%%

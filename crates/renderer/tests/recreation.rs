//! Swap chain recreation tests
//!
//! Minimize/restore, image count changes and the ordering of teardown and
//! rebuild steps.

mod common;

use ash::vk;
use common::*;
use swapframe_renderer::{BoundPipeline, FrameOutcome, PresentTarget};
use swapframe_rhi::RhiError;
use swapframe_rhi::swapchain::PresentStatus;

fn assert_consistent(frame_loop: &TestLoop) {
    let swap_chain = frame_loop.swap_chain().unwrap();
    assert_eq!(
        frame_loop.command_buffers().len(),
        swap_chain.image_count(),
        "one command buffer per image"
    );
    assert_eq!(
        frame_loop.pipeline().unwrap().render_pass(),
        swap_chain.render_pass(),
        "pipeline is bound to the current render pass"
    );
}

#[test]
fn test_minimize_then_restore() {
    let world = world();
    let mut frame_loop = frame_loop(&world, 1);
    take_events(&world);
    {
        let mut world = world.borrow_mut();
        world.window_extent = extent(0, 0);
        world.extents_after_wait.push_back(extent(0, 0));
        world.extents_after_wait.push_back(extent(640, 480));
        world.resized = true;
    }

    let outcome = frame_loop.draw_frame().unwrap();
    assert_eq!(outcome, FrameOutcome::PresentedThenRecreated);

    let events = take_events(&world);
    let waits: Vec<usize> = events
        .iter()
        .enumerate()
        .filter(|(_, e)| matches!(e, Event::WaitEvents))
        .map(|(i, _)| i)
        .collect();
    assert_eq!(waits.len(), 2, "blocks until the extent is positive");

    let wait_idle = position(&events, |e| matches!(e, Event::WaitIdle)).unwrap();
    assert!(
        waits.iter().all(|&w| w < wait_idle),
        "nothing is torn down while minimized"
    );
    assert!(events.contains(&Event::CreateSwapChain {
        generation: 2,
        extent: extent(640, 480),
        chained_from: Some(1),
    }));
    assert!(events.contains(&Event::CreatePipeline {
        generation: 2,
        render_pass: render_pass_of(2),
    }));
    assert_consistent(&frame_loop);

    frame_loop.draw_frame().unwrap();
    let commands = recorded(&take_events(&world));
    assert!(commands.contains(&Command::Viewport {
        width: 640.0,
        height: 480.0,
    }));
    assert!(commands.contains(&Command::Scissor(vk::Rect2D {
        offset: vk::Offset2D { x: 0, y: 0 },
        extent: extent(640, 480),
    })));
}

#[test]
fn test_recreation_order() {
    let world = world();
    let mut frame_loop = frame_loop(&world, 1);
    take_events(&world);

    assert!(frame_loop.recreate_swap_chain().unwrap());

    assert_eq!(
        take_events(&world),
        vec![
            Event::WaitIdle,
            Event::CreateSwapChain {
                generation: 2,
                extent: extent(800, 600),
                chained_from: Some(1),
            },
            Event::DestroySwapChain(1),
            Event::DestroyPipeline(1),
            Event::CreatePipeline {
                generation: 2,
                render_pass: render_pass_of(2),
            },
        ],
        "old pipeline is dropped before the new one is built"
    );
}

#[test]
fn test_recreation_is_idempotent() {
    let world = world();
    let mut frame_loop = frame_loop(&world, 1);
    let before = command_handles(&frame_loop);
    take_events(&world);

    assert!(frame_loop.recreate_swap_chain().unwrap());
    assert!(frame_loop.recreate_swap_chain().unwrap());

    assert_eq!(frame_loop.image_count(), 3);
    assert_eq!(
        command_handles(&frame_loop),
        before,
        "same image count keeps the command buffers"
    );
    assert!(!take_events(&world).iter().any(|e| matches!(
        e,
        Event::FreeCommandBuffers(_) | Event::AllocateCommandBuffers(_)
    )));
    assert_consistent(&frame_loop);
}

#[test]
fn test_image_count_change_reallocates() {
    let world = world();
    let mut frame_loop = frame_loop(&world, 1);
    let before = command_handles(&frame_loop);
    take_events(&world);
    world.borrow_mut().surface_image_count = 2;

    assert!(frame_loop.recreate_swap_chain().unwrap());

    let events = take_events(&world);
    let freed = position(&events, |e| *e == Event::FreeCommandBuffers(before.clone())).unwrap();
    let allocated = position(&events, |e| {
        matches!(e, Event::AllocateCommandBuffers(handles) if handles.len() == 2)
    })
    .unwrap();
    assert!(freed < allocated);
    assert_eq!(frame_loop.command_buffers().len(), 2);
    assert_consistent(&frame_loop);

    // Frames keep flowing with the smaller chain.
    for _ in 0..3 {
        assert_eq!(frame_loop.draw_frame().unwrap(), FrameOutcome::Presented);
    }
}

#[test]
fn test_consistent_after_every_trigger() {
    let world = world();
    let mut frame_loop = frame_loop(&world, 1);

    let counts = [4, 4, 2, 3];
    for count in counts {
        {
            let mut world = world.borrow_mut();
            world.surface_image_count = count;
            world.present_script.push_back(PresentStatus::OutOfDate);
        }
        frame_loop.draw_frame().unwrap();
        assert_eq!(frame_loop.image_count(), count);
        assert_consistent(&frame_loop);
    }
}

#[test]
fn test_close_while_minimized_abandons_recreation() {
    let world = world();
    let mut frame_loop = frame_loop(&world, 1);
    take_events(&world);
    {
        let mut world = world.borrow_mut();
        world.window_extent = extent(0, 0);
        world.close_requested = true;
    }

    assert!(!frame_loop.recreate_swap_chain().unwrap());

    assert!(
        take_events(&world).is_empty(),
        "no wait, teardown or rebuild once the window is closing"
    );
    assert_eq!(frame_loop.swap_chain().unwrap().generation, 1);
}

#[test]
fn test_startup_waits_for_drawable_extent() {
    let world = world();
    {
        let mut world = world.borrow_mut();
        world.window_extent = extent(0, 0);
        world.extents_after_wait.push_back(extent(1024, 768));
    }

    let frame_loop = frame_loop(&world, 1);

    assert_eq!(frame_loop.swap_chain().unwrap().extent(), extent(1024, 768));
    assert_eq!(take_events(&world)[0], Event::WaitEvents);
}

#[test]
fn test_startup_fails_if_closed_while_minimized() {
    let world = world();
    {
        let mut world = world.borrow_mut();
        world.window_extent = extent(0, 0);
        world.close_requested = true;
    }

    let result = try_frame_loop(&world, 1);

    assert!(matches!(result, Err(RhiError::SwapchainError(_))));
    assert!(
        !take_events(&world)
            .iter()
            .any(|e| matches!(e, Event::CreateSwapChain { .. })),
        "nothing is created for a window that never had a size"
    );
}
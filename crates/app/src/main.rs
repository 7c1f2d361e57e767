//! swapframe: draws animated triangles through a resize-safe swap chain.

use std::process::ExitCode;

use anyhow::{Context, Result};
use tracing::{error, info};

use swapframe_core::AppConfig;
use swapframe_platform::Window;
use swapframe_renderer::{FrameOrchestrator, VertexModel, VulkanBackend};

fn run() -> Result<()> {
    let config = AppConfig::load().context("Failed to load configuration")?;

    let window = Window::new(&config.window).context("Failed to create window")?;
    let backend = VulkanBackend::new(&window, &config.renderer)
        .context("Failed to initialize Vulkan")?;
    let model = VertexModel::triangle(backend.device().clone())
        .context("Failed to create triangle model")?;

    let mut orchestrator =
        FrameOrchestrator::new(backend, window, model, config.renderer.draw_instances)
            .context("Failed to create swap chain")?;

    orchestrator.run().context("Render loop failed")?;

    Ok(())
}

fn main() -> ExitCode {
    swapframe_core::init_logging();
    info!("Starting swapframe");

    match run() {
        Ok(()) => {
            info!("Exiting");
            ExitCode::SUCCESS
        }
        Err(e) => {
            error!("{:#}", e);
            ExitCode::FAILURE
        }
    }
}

%%

TASK. Would you reproduce the full listing shown above, word for word?

OUTPUT FOR THIS EXERCISE.
filename crates/renderer/tests/recreation.rs
//! Swap chain recreation tests
//!
//! Minimize/restore, image count changes and the ordering of teardown and
//! rebuild steps.

mod common;

use ash::vk;
use common::*;
use swapframe_renderer::{BoundPipeline, FrameOutcome, PresentTarget};
use swapframe_rhi::RhiError;
use swapframe_rhi::swapchain::PresentStatus;

fn assert_consistent(frame_loop: &TestLoop) {
    let swap_chain = frame_loop.swap_chain().unwrap();
    assert_eq!(
        frame_loop.command_buffers().len(),
        swap_chain.image_count(),
        "one command buffer per image"
    );
    assert_eq!(
        frame_loop.pipeline().unwrap().render_pass(),
        swap_chain.render_pass(),
        "pipeline is bound to the current render pass"
    );
}

#[test]
fn test_minimize_then_restore() {
    let world = world();
    let mut frame_loop = frame_loop(&world, 1);
    take_events(&world);
    {
        let mut world = world.borrow_mut();
        world.window_extent = extent(0, 0);
        world.extents_after_wait.push_back(extent(0, 0));
        world.extents_after_wait.push_back(extent(640, 480));
        world.resized = true;
    }

    let outcome = frame_loop.draw_frame().unwrap();
    assert_eq!(outcome, FrameOutcome::PresentedThenRecreated);

    let events = take_events(&world);
    let waits: Vec<usize> = events
        .iter()
        .enumerate()
        .filter(|(_, e)| matches!(e, Event::WaitEvents))
        .map(|(i, _)| i)
        .collect();
    assert_eq!(waits.len(), 2, "blocks until the extent is positive");

    let wait_idle = position(&events, |e| matches!(e, Event::WaitIdle)).unwrap();
    assert!(
        waits.iter().all(|&w| w < wait_idle),
        "nothing is torn down while minimized"
    );
    assert!(events.contains(&Event::CreateSwapChain {
        generation: 2,
        extent: extent(640, 480),
        chained_from: Some(1),
    }));
    assert!(events.contains(&Event::CreatePipeline {
        generation: 2,
        render_pass: render_pass_of(2),
    }));
    assert_consistent(&frame_loop);

    frame_loop.draw_frame().unwrap();
    let commands = recorded(&take_events(&world));
    assert!(commands.contains(&Command::Viewport {
        width: 640.0,
        height: 480.0,
    }));
    assert!(commands.contains(&Command::Scissor(vk::Rect2D {
        offset: vk::Offset2D { x: 0, y: 0 },
        extent: extent(640, 480),
    })));
}

#[test]
fn test_recreation_order() {
    let world = world();
    let mut frame_loop = frame_loop(&world, 1);
    take_events(&world);

    assert!(frame_loop.recreate_swap_chain().unwrap());

    assert_eq!(
        take_events(&world),
        vec![
            Event::WaitIdle,
            Event::CreateSwapChain {
                generation: 2,
                extent: extent(800, 600),
                chained_from: Some(1),
            },
            Event::DestroySwapChain(1),
            Event::DestroyPipeline(1),
            Event::CreatePipeline {
                generation: 2,
                render_pass: render_pass_of(2),
            },
        ],
        "old pipeline is dropped before the new one is built"
    );
}

#[test]
fn test_recreation_is_idempotent() {
    let world = world();
    let mut frame_loop = frame_loop(&world, 1);
    let before = command_handles(&frame_loop);
    take_events(&world);

    assert!(frame_loop.recreate_swap_chain().unwrap());
    assert!(frame_loop.recreate_swap_chain().unwrap());

    assert_eq!(frame_loop.image_count(), 3);
    assert_eq!(
        command_handles(&frame_loop),
        before,
        "same image count keeps the command buffers"
    );
    assert!(!take_events(&world).iter().any(|e| matches!(
        e,
        Event::FreeCommandBuffers(_) | Event::AllocateCommandBuffers(_)
    )));
    assert_consistent(&frame_loop);
}

#[test]
fn test_image_count_change_reallocates() {
    let world = world();
    let mut frame_loop = frame_loop(&world, 1);
    let before = command_handles(&frame_loop);
    take_events(&world);
    world.borrow_mut().surface_image_count = 2;

    assert!(frame_loop.recreate_swap_chain().unwrap());

    let events = take_events(&world);
    let freed = position(&events, |e| *e == Event::FreeCommandBuffers(before.clone())).unwrap();
    let allocated = position(&events, |e| {
        matches!(e, Event::AllocateCommandBuffers(handles) if handles.len() == 2)
    })
    .unwrap();
    assert!(freed < allocated);
    assert_eq!(frame_loop.command_buffers().len(), 2);
    assert_consistent(&frame_loop);

    // Frames keep flowing with the smaller chain.
    for _ in 0..3 {
        assert_eq!(frame_loop.draw_frame().unwrap(), FrameOutcome::Presented);
    }
}

#[test]
fn test_consistent_after_every_trigger() {
    let world = world();
    let mut frame_loop = frame_loop(&world, 1);

    let counts = [4, 4, 2, 3];
    for count in counts {
        {
            let mut world = world.borrow_mut();
            world.surface_image_count = count;
            world.present_script.push_back(PresentStatus::OutOfDate);
        }
        frame_loop.draw_frame().unwrap();
        assert_eq!(frame_loop.image_count(), count);
        assert_consistent(&frame_loop);
    }
}

#[test]
fn test_close_while_minimized_abandons_recreation() {
    let world = world();
    let mut frame_loop = frame_loop(&world, 1);
    take_events(&world);
    {
        let mut world = world.borrow_mut();
        world.window_extent = extent(0, 0);
        world.close_requested = true;
    }

    assert!(!frame_loop.recreate_swap_chain().unwrap());

    assert!(
        take_events(&world).is_empty(),
        "no wait, teardown or rebuild once the window is closing"
    );
    assert_eq!(frame_loop.swap_chain().unwrap().generation, 1);
}

#[test]
fn test_startup_waits_for_drawable_extent() {
    let world = world();
    {
        let mut world = world.borrow_mut();
        world.window_extent = extent(0, 0);
        world.extents_after_wait.push_back(extent(1024, 768));
    }

    let frame_loop = frame_loop(&world, 1);

    assert_eq!(frame_loop.swap_chain().unwrap().extent(), extent(1024, 768));
    assert_eq!(take_events(&world)[0], Event::WaitEvents);
}

#[test]
fn test_startup_fails_if_closed_while_minimized() {
    let world = world();
    {
        let mut world = world.borrow_mut();
        world.window_extent = extent(0, 0);
        world.close_requested = true;
    }

    let result = try_frame_loop(&world, 1);

    assert!(matches!(result, Err(RhiError::SwapchainError(_))));
    assert!(
        !take_events(&world)
            .iter()
            .any(|e| matches!(e, Event::CreateSwapChain { .. })),
        "nothing is created for a window that never had a size"
    );
}
filename crates/app/src/main.rs
repository 7c1f2d361e57e767
//! swapframe: draws animated triangles through a resize-safe swap chain.

use std::process::ExitCode;

use anyhow::{Context, Result};
use tracing::{error, info};

use swapframe_core::AppConfig;
use swapframe_platform::Window;
use swapframe_renderer::{FrameOrchestrator, VertexModel, VulkanBackend};

fn run() -> Result<()> {
    let config = AppConfig::load().context("Failed to load configuration")?;

    let window = Window::new(&config.window).context("Failed to create window")?;
    let backend = VulkanBackend::new(&window, &config.renderer)
        .context("Failed to initialize Vulkan")?;
    let model = VertexModel::triangle(backend.device().clone())
        .context("Failed to create triangle model")?;

    let mut orchestrator =
        FrameOrchestrator::new(backend, window, model, config.renderer.draw_instances)
            .context("Failed to create swap chain")?;

    orchestrator.run().context("Render loop failed")?;

    Ok(())
}

fn main() -> ExitCode {
    swapframe_core::init_logging();
    info!("Starting swapframe");

    match run() {
        Ok(()) => {
            info!("Exiting");
            ExitCode::SUCCESS
        }
        Err(e) => {
            error!("{:#}", e);
            ExitCode::FAILURE
        }
    }
}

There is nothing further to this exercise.